Tout art est une poésie ; et cela ne veut pas dire que l’artiste doive chercher son thème hors du spectacle quotidien. Mais alors, quelle poésie trouvera-t-il dans l’humble village où il demeure, sur la route où il se promène parmi les forains et les rustres endimanchés ? Cette banale médiocrité, comment la relèvera-t-il ? C’est toute la question du réalisme littéraire. Eh bien ! le sentiment qu’on ajoute à l’authentique réalité l’ennoblit. Nos écrivains, en général, recourent à quelque ironie ingénieuse, moquerie indulgente et, souvent, satire assez rude. La haine que nourrissait Flaubert contre la bassesse des bourgeois anime, excite les pages qu’il a consacrées au récit de leur tran-tran. Le concours agricole, dans Madame Bovary, est le portrait d’une laideur, admirable portrait par la maîtrise du peintre en colère. Et un Zola, quand il accumule les ignominies de la Terre, aboutit à une espèce de beauté, par la fureur de son chagrin. Or, plus d’une fois, M. Gilbert, analysant l’œuvre des réalistes belges, les compare à l’auteur de Bouvard et Pécuchet, roman de la plus douloureuse raillerie.
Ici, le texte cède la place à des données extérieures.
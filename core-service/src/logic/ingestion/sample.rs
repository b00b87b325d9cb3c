//! Process Metrics Sample
//!
//! Một dòng JSON từ external metrics collector = một sample.
//! Chỉ nhận `event: "sample"`; các event khác (`start`, `stop`) bị bỏ qua.

use chrono::{DateTime, TimeZone, Utc};
use serde::{Deserialize, Deserializer, Serialize};

/// One timestamped resource-usage snapshot of the sandboxed process
#[derive(Debug, Clone, PartialEq, Serialize, Deserialize)]
pub struct ProcessMetricsSample {
    #[serde(deserialize_with = "deserialize_timestamp")]
    pub timestamp: DateTime<Utc>,
    pub cpu_percent: f64,
    /// Resident set size (bytes)
    pub memory_rss: u64,
    #[serde(default, skip_serializing_if = "Option::is_none")]
    pub memory_vms: Option<u64>,
    #[serde(default)]
    pub threads: u32,
    #[serde(default)]
    pub open_files: u32,
    #[serde(default, skip_serializing_if = "Option::is_none")]
    pub socket_count: Option<u32>,
    /// Cumulative bytes read
    #[serde(default, skip_serializing_if = "Option::is_none")]
    pub read_bytes: Option<u64>,
    /// Cumulative bytes written
    #[serde(default, skip_serializing_if = "Option::is_none")]
    pub write_bytes: Option<u64>,
}

impl ProcessMetricsSample {
    /// Synthetic all-zero sample (used when a window is empty)
    pub fn zero() -> Self {
        Self {
            timestamp: DateTime::<Utc>::default(),
            cpu_percent: 0.0,
            memory_rss: 0,
            memory_vms: None,
            threads: 0,
            open_files: 0,
            socket_count: None,
            read_bytes: None,
            write_bytes: None,
        }
    }

    pub fn memory_mb(&self) -> f64 {
        self.memory_rss as f64 / (1024.0 * 1024.0)
    }

    /// read + write counters, missing counters count as 0
    pub fn io_total(&self) -> u64 {
        self.read_bytes.unwrap_or(0).saturating_add(self.write_bytes.unwrap_or(0))
    }
}

#[derive(Deserialize)]
#[serde(untagged)]
enum RawTimestamp {
    Epoch(f64),
    Text(String),
}

fn deserialize_timestamp<'de, D>(deserializer: D) -> Result<DateTime<Utc>, D::Error>
where
    D: Deserializer<'de>,
{
    use serde::de::Error;

    match RawTimestamp::deserialize(deserializer)? {
        RawTimestamp::Epoch(secs) => {
            if !secs.is_finite() {
                return Err(D::Error::custom("non-finite epoch timestamp"));
            }
            let whole = secs.floor();
            let nanos = ((secs - whole) * 1e9).round().min(999_999_999.0) as u32;
            Utc.timestamp_opt(whole as i64, nanos)
                .single()
                .ok_or_else(|| D::Error::custom("epoch timestamp out of range"))
        }
        RawTimestamp::Text(text) => DateTime::parse_from_rfc3339(&text)
            .map(|dt| dt.with_timezone(&Utc))
            .map_err(D::Error::custom),
    }
}

/// Parse one collector line. Returns `None` for blank, malformed or
/// non-sample lines.
pub fn parse_line(line: &str) -> Option<ProcessMetricsSample> {
    let line = line.trim();
    if line.is_empty() {
        return None;
    }

    let value: serde_json::Value = serde_json::from_str(line).ok()?;
    match value.get("event").and_then(|e| e.as_str()) {
        Some("sample") => {}
        Some("stop") => {
            log::debug!("Collector stop event: {}", line);
            return None;
        }
        _ => return None,
    }

    serde_json::from_value(value).ok()
}

#[cfg(test)]
mod tests {
    use super::*;

    #[test]
    fn test_parse_sample_line() {
        let line = r#"{"event":"sample","timestamp":"2024-05-01T10:00:00Z","cpu_percent":12.5,"memory_rss":1048576,"threads":4,"open_files":3,"socket_count":0,"read_bytes":10,"write_bytes":20}"#;
        let sample = parse_line(line).unwrap();

        assert_eq!(sample.cpu_percent, 12.5);
        assert_eq!(sample.memory_mb(), 1.0);
        assert_eq!(sample.threads, 4);
        assert_eq!(sample.io_total(), 30);
    }

    #[test]
    fn test_parse_epoch_timestamp() {
        let line = r#"{"event":"sample","timestamp":1714557600.5,"cpu_percent":1.0,"memory_rss":0}"#;
        let sample = parse_line(line).unwrap();

        assert_eq!(sample.timestamp.timestamp(), 1714557600);
        assert_eq!(sample.timestamp.timestamp_subsec_millis(), 500);
        assert_eq!(sample.open_files, 0);
    }

    #[test]
    fn test_non_sample_and_malformed_lines_dropped() {
        assert!(parse_line("").is_none());
        assert!(parse_line("not json").is_none());
        assert!(parse_line(r#"{"event":"stop","samples":10}"#).is_none());
        assert!(parse_line(r#"{"event":"start","timestamp":"2024-05-01T10:00:00Z"}"#).is_none());
        // Missing cpu_percent
        assert!(parse_line(r#"{"event":"sample","timestamp":"2024-05-01T10:00:00Z","memory_rss":1}"#).is_none());
    }
}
Je ne prétends pas que les réalistes belges ne doivent rien du tout à Flaubert : il a donné à la littérature des directions impérieuses. Mais enfin, le réalisme de M. des Ombiaux ne ressemble point à celui de Flaubert, non, pas plus que M. Virrès, un pessimiste, n’est l’élève de Zola. Ce qui, à mon avis, caractérise les réalistes belges, ce n’est pas ce génie de la caricature auquel nous devons Bouvard et Pécuchet, formidables bonshommes et les héros de la bêtise humaine : c’est, au contraire, la bienveillance. M. des Ombiaux ne déteste pas et même ne trouve pas ridicules ces magistrats municipaux, si drôlement enrubannés et coiffés de dahlias ; il a pour eux une cordiale sympathie. La fête sur la route ne lui déplaît aucunement ; loin de la dénigrer, il en apprécie la simplicité joyeuse.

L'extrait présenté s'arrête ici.